■ WHAT THE EXERCISE ASKS ■
Below are some records; quote exactly the lines from the one that contains "filename crates/moat-analysis/src/evaluator/mod.rs" through the one that contains "returned, never raised.", inclusive, and no others.

++++++++

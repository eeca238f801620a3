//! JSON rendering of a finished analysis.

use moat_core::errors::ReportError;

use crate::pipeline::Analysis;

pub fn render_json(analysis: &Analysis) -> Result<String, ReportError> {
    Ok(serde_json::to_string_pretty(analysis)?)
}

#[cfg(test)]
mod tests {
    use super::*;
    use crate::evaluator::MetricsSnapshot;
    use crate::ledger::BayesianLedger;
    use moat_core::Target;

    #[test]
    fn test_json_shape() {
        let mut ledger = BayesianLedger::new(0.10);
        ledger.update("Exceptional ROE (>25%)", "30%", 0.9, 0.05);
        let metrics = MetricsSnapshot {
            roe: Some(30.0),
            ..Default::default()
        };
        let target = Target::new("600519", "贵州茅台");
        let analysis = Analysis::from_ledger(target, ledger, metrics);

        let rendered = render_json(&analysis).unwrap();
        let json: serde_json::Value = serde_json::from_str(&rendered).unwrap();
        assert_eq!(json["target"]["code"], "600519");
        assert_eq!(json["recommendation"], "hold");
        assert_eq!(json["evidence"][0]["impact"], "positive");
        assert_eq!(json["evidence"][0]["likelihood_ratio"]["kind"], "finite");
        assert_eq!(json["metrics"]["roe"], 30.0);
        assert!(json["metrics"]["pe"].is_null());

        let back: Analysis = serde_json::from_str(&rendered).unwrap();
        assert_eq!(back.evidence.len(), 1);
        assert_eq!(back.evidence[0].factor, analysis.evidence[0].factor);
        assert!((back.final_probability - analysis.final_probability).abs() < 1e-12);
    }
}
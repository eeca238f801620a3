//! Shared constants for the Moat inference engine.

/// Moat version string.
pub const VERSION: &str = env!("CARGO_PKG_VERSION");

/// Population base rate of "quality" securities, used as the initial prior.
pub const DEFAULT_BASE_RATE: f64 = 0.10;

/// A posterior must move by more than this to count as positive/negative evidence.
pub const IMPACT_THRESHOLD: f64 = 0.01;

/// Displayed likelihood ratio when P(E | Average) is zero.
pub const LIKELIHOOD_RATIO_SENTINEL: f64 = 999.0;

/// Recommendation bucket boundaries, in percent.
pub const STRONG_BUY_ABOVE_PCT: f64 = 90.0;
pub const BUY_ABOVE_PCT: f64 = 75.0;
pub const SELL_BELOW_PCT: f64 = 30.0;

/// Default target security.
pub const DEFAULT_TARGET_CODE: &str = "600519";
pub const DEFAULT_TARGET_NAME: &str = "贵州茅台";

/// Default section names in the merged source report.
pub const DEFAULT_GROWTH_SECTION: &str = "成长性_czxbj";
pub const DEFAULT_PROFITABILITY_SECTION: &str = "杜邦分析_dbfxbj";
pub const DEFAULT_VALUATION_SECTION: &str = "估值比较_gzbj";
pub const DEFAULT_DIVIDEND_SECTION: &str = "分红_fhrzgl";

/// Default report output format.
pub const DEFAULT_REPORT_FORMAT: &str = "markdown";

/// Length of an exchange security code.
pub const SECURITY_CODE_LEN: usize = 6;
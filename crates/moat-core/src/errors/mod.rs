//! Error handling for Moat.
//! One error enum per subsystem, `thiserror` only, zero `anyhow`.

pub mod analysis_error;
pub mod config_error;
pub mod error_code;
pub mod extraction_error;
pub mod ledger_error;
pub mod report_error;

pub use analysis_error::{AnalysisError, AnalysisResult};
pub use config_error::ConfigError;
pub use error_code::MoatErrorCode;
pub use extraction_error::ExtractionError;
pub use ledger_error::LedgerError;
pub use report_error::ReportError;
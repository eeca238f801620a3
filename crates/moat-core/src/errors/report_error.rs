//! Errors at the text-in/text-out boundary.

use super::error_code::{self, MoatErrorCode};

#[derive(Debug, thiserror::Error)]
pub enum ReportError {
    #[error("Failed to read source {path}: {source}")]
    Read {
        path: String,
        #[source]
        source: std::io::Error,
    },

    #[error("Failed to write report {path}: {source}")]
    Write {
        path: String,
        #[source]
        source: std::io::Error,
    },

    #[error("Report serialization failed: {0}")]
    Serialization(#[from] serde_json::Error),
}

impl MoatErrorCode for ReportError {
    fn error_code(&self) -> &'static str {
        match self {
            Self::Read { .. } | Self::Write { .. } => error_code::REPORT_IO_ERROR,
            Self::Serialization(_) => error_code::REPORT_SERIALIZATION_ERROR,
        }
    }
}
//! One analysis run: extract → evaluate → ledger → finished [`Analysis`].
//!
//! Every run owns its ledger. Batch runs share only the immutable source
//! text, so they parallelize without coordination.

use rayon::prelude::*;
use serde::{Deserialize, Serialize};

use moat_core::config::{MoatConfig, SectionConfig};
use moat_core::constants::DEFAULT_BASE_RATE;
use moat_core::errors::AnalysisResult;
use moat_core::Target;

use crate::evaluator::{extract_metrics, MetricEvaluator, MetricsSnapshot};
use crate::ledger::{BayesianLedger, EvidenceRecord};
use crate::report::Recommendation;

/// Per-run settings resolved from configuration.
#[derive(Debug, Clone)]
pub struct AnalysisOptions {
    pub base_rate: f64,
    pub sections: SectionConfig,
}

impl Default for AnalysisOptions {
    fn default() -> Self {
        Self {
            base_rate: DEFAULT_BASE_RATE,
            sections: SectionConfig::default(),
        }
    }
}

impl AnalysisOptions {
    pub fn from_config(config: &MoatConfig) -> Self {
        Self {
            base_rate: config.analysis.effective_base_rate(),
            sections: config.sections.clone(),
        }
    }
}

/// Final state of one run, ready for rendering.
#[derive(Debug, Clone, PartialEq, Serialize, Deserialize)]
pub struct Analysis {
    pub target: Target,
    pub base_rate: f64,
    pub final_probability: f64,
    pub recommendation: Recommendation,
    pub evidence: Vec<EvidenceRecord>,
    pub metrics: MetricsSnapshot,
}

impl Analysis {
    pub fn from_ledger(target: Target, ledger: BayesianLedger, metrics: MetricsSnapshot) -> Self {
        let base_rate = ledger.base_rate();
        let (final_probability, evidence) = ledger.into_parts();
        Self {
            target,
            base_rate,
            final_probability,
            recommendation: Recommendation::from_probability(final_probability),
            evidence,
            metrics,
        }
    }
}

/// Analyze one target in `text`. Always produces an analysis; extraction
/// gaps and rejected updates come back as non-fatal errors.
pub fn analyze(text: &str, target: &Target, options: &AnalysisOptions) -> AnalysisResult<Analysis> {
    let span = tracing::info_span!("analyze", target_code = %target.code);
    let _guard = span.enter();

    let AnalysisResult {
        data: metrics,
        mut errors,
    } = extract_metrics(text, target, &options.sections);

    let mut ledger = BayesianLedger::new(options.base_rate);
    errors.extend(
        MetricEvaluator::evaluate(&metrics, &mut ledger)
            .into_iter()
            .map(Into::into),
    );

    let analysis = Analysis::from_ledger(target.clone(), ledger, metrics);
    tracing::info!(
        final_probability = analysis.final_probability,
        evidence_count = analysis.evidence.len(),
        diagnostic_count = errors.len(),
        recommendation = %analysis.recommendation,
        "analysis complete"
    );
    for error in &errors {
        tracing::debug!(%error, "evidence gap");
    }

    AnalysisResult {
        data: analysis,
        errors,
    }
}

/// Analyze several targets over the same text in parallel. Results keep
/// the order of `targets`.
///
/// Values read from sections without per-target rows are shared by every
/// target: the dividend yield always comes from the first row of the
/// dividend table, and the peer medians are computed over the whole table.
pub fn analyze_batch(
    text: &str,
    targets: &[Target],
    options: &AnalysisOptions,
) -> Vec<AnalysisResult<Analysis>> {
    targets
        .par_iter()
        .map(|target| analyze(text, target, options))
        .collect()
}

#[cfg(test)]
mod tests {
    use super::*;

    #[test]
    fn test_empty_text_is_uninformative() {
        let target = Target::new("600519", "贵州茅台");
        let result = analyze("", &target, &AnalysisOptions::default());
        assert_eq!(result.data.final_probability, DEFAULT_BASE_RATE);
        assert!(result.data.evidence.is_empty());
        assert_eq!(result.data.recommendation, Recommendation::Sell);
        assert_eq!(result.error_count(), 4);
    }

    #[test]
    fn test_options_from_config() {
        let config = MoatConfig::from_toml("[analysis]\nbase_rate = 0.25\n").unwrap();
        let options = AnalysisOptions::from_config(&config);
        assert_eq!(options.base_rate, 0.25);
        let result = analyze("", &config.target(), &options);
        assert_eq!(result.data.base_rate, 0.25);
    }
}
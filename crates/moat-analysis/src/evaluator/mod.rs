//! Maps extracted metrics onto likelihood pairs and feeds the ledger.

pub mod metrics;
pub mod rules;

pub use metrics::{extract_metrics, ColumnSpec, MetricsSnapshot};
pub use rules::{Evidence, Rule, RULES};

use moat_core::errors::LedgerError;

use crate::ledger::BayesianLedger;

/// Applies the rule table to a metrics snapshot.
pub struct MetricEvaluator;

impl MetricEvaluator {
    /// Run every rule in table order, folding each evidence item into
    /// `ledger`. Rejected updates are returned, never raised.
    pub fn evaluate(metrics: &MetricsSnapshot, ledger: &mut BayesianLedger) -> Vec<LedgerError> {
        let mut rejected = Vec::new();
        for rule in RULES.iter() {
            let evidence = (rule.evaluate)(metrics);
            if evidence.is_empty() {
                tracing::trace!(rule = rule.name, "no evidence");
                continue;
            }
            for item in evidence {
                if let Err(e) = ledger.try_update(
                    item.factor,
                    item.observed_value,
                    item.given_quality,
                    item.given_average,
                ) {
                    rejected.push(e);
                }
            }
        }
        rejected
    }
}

++++++++

■ THE COMPLETED TASK ■
filename crates/moat-analysis/src/evaluator/mod.rs
//! Maps extracted metrics onto likelihood pairs and feeds the ledger.

pub mod metrics;
pub mod rules;

pub use metrics::{extract_metrics, ColumnSpec, MetricsSnapshot};
pub use rules::{Evidence, Rule, RULES};

use moat_core::errors::LedgerError;

use crate::ledger::BayesianLedger;

/// Applies the rule table to a metrics snapshot.
pub struct MetricEvaluator;

impl MetricEvaluator {
    /// Run every rule in table order, folding each evidence item into
    /// `ledger`. Rejected updates are returned, never raised.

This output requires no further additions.